Master thesis Sophia Bahddou 25/07/2019

Ahorro de agua y energía en redes colectivas de riego presurizado mediante mejoras en el manejo del riego en parcela.

 

La modernización de los regadíos ha diversificado los sistemas de riego en parcela, ha ampliado el patrón de cultivos y ha mejorado la calidad del riego de las zonas regables. Pero además ha producido la intensificación de la producción agraria con la proliferación de dobles cultivos y el incremento del consumo eléctrico debido a la necesidad de bombear el agua. El análisis de todos los factores que participan en el funcionamiento de una zona regable, el medio físico (suelos, meteorología), los cultivos y su distribución, las infraestructuras (de red y parcelarias), así como los aspectos económicos hacen muy complicada la toma de decisiones en la gestión de una zona regable. El desarrollo de herramientas de simulación que contemple todos estos factores facilita la toma de decisiones. En este trabajo se presenta la adaptación de una herramienta de simulación de zonas regables, Cintegral, a los nuevos desafíos de las modernizaciones, los dobles cultivos, el elevado coste eléctrico y el manejo del riego en parcela.

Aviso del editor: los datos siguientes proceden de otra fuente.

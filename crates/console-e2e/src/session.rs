// Browser session handle
//
// Session owns the one live WebDriver connection of a test run. It is
// created at setup, passed by reference into the page facades, and
// consumed by close() at teardown. Element waits are built on the
// condition poller in crate::sync rather than on driver-side implicit
// waits, so every timeout in the suite goes through the same code path.

use std::path::{Path, PathBuf};
use std::time::Duration;

use serde::{Deserialize, Serialize};
use thirtyfour::error::WebDriverError;
use thirtyfour::{
    By, ChromiumLikeCapabilities, DesiredCapabilities, TimeoutConfiguration, WebDriver, WebElement,
};
use tracing::debug;

use crate::config::BrowserConfig;
use crate::error::{Error, Result};
use crate::sync::{PollOptions, wait_for};

/// Budget for execute_async scripts (the Angular no-outstanding-requests
/// wait).
const SCRIPT_TIMEOUT: Duration = Duration::from_secs(10);

/// Collects uncaught page errors into a window-scoped buffer. Installed
/// after every navigation; re-running it on an already hooked page is a
/// no-op. The W3C protocol has no log-retrieval endpoint, so this is how
/// the suite observes "the browser log". Errors thrown before the hook
/// lands, while the document is still loading, go unrecorded; scripts
/// cannot be injected ahead of navigation over plain WebDriver.
const ERROR_HOOK_JS: &str = r#"
if (!window.__uncaughtErrors) {
    window.__uncaughtErrors = [];
    window.addEventListener('error', function (event) {
        window.__uncaughtErrors.push({
            message: String(event.message || event),
            source: event.filename || '',
            line: event.lineno || 0
        });
    });
}
"#;

const READ_LOG_JS: &str = "return window.__uncaughtErrors || [];";

/// One uncaught script error recorded by the page hook.
#[derive(Debug, Clone, Serialize, Deserialize)]
pub struct BrowserLogEntry {
    pub message: String,
    #[serde(default)]
    pub source: String,
    #[serde(default)]
    pub line: u64,
}

#[derive(Clone, Copy)]
enum ElementState {
    Displayed,
    Clickable,
}

/// The live connection to one browser instance under automated control.
pub struct Session {
    driver: WebDriver,
}

impl Session {
    /// Opens a browser session: a locally running chromedriver or a
    /// remote Selenium hub, per the configuration.
    pub async fn connect(browser: &BrowserConfig) -> Result<Self> {
        let driver = match browser {
            BrowserConfig::LocalChrome {
                webdriver_url,
                binary,
                headless,
            } => {
                let mut caps = DesiredCapabilities::chrome();
                if let Some(binary) = binary {
                    caps.set_binary(&binary.to_string_lossy())?;
                }
                if *headless {
                    caps.set_headless()?;
                }
                debug!(%webdriver_url, "connecting to local chromedriver");
                WebDriver::new(webdriver_url, caps).await?
            }
            BrowserConfig::RemoteHub { hub_url } => {
                debug!(%hub_url, "connecting to remote Selenium hub");
                WebDriver::new(hub_url, DesiredCapabilities::chrome()).await?
            }
        };

        driver
            .update_timeouts(TimeoutConfiguration::new(Some(SCRIPT_TIMEOUT), None, None))
            .await?;

        Ok(Self { driver })
    }

    /// Navigates and installs the uncaught-error hook on the new page.
    pub async fn goto(&self, url: &str) -> Result<()> {
        debug!(%url, "navigate");
        self.driver.goto(url).await?;
        self.driver.execute(ERROR_HOOK_JS, Vec::new()).await?;
        Ok(())
    }

    /// Finds a single element, failing with `ElementNotFound` when the
    /// selector matches nothing.
    pub async fn find(&self, by: By) -> Result<WebElement> {
        let selector = format!("{by:?}");
        self.driver.find(by).await.map_err(|err| match err {
            WebDriverError::NoSuchElement(_) => Error::ElementNotFound { selector },
            other => other.into(),
        })
    }

    /// Finds all matching elements; an empty match is an empty vec.
    pub async fn find_all(&self, by: By) -> Result<Vec<WebElement>> {
        Ok(self.driver.find_all(by).await?)
    }

    /// Waits until the selector matches at least one element.
    pub async fn wait_element_present(&self, by: By, timeout: Duration) -> Result<WebElement> {
        let by_ref = &by;
        wait_for(
            &format!("element {by:?} to be present"),
            PollOptions::timeout(timeout),
            || async move {
                match self.driver.find(by_ref.clone()).await {
                    Ok(_) => Ok(true),
                    Err(WebDriverError::NoSuchElement(_))
                    | Err(WebDriverError::StaleElementReference(_)) => Ok(false),
                    Err(err) => Err(err.into()),
                }
            },
        )
        .await?;
        self.find(by).await
    }

    /// Waits until the selector matches a displayed element.
    pub async fn wait_element_visible(&self, by: By, timeout: Duration) -> Result<WebElement> {
        let by_ref = &by;
        wait_for(
            &format!("element {by:?} to become visible"),
            PollOptions::timeout(timeout),
            || async move { self.element_in_state(by_ref, ElementState::Displayed).await },
        )
        .await?;
        self.find(by).await
    }

    /// Waits until the selector matches a clickable element.
    pub async fn wait_element_clickable(&self, by: By, timeout: Duration) -> Result<WebElement> {
        let by_ref = &by;
        wait_for(
            &format!("element {by:?} to become clickable"),
            PollOptions::timeout(timeout),
            || async move { self.element_in_state(by_ref, ElementState::Clickable).await },
        )
        .await?;
        self.find(by).await
    }

    /// Waits until the matched element's text contains `text`.
    pub async fn wait_text_present(&self, by: By, text: &str, timeout: Duration) -> Result<()> {
        let by_ref = &by;
        wait_for(
            &format!("element {by:?} to contain text {text:?}"),
            PollOptions::timeout(timeout),
            || async move {
                match self.driver.find(by_ref.clone()).await {
                    Ok(elem) => match elem.text().await {
                        Ok(actual) => Ok(actual.contains(text)),
                        Err(WebDriverError::StaleElementReference(_)) => Ok(false),
                        Err(err) => Err(err.into()),
                    },
                    Err(WebDriverError::NoSuchElement(_))
                    | Err(WebDriverError::StaleElementReference(_)) => Ok(false),
                    Err(err) => Err(err.into()),
                }
            },
        )
        .await
    }

    // A state query racing a re-render can go stale or lose the
    // element entirely; both report not-ready so the poller tries again.
    async fn element_in_state(&self, by: &By, state: ElementState) -> Result<bool> {
        match self.driver.find(by.clone()).await {
            Ok(elem) => {
                let result = match state {
                    ElementState::Displayed => elem.is_displayed().await,
                    ElementState::Clickable => elem.is_clickable().await,
                };
                match result {
                    Ok(value) => Ok(value),
                    Err(WebDriverError::StaleElementReference(_)) => Ok(false),
                    Err(err) => Err(err.into()),
                }
            }
            Err(WebDriverError::NoSuchElement(_))
            | Err(WebDriverError::StaleElementReference(_)) => Ok(false),
            Err(err) => Err(err.into()),
        }
    }

    /// Runs a script synchronously and returns its value.
    pub async fn execute(&self, script: &str) -> Result<serde_json::Value> {
        let ret = self.driver.execute(script, Vec::new()).await?;
        Ok(ret.json().clone())
    }

    /// Runs a script that evaluates to a boolean.
    pub async fn execute_bool(&self, script: &str) -> Result<bool> {
        let ret = self.driver.execute(script, Vec::new()).await?;
        Ok(ret.convert()?)
    }

    /// Runs an async script; resolves when the page-side callback fires
    /// or the script timeout elapses.
    pub async fn execute_async(&self, script: &str) -> Result<serde_json::Value> {
        let ret = self.driver.execute_async(script, Vec::new()).await?;
        Ok(ret.json().clone())
    }

    /// Uncaught script errors recorded on the current page.
    pub async fn browser_log(&self) -> Result<Vec<BrowserLogEntry>> {
        let value = self.execute(READ_LOG_JS).await?;
        Ok(serde_json::from_value(value)?)
    }

    /// Fails when the page recorded any uncaught script error.
    pub async fn require_no_script_errors(&self) -> Result<()> {
        let log = self.browser_log().await?;
        if let Some(entry) = log.first() {
            return Err(Error::ScriptError(entry.message.clone()));
        }
        Ok(())
    }

    /// Saves a PNG screenshot as `{test}__{tag}.png` under `dir`.
    pub async fn save_screenshot(&self, dir: &Path, test: &str, tag: &str) -> Result<PathBuf> {
        let png = self.driver.screenshot_as_png().await?;
        std::fs::create_dir_all(dir)?;
        let path = dir.join(format!("{test}__{tag}.png"));
        std::fs::write(&path, png).map_err(|source| Error::Screenshot {
            path: path.clone(),
            source,
        })?;
        debug!(path = %path.display(), "screenshot saved");
        Ok(path)
    }

    /// Quits the browser, releasing the session.
    pub async fn close(self) -> Result<()> {
        self.driver.quit().await?;
        Ok(())
    }
}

Con la herramienta se analiza la viabilidad económica de una zona regable al  aplicar diferentes pautas de manejo del riego en parcela, como la reducción de la presión de trabajo de los aspersores, las distintas frecuencias de riego y la elección del momento del riego (nocturno o a la demanda). Los resultados indican que la reducción de la presión de trabajo en boquilla de aspersor en los sistemas de riego por aspersión (de 300 kPa a 200 kPa) no tiene un efecto notable en la calidad del riego, ni en los volúmenes de riego, ni en la producción de los cultivos, pero disminuye las necesidades eléctricas, lo que incrementa el beneficio neto de las explotaciones de regadío. Además, que las infraestructuras de riego locales, colectivas y parcelarias, así como el medio físico, los suelos y la meteorología, determinan las pautas de riego en parcela que resultan más ventajosas en cada zona regable. Así, aunque el riego nocturno del maíz resulta una alternativa interesante desde el punto de vista de ahorro de agua, depende de las infraestructuras de riego (colectivas y parcelarias) y del patrón de cultivos, para que resulte una opción viable desde el punto de vista económico.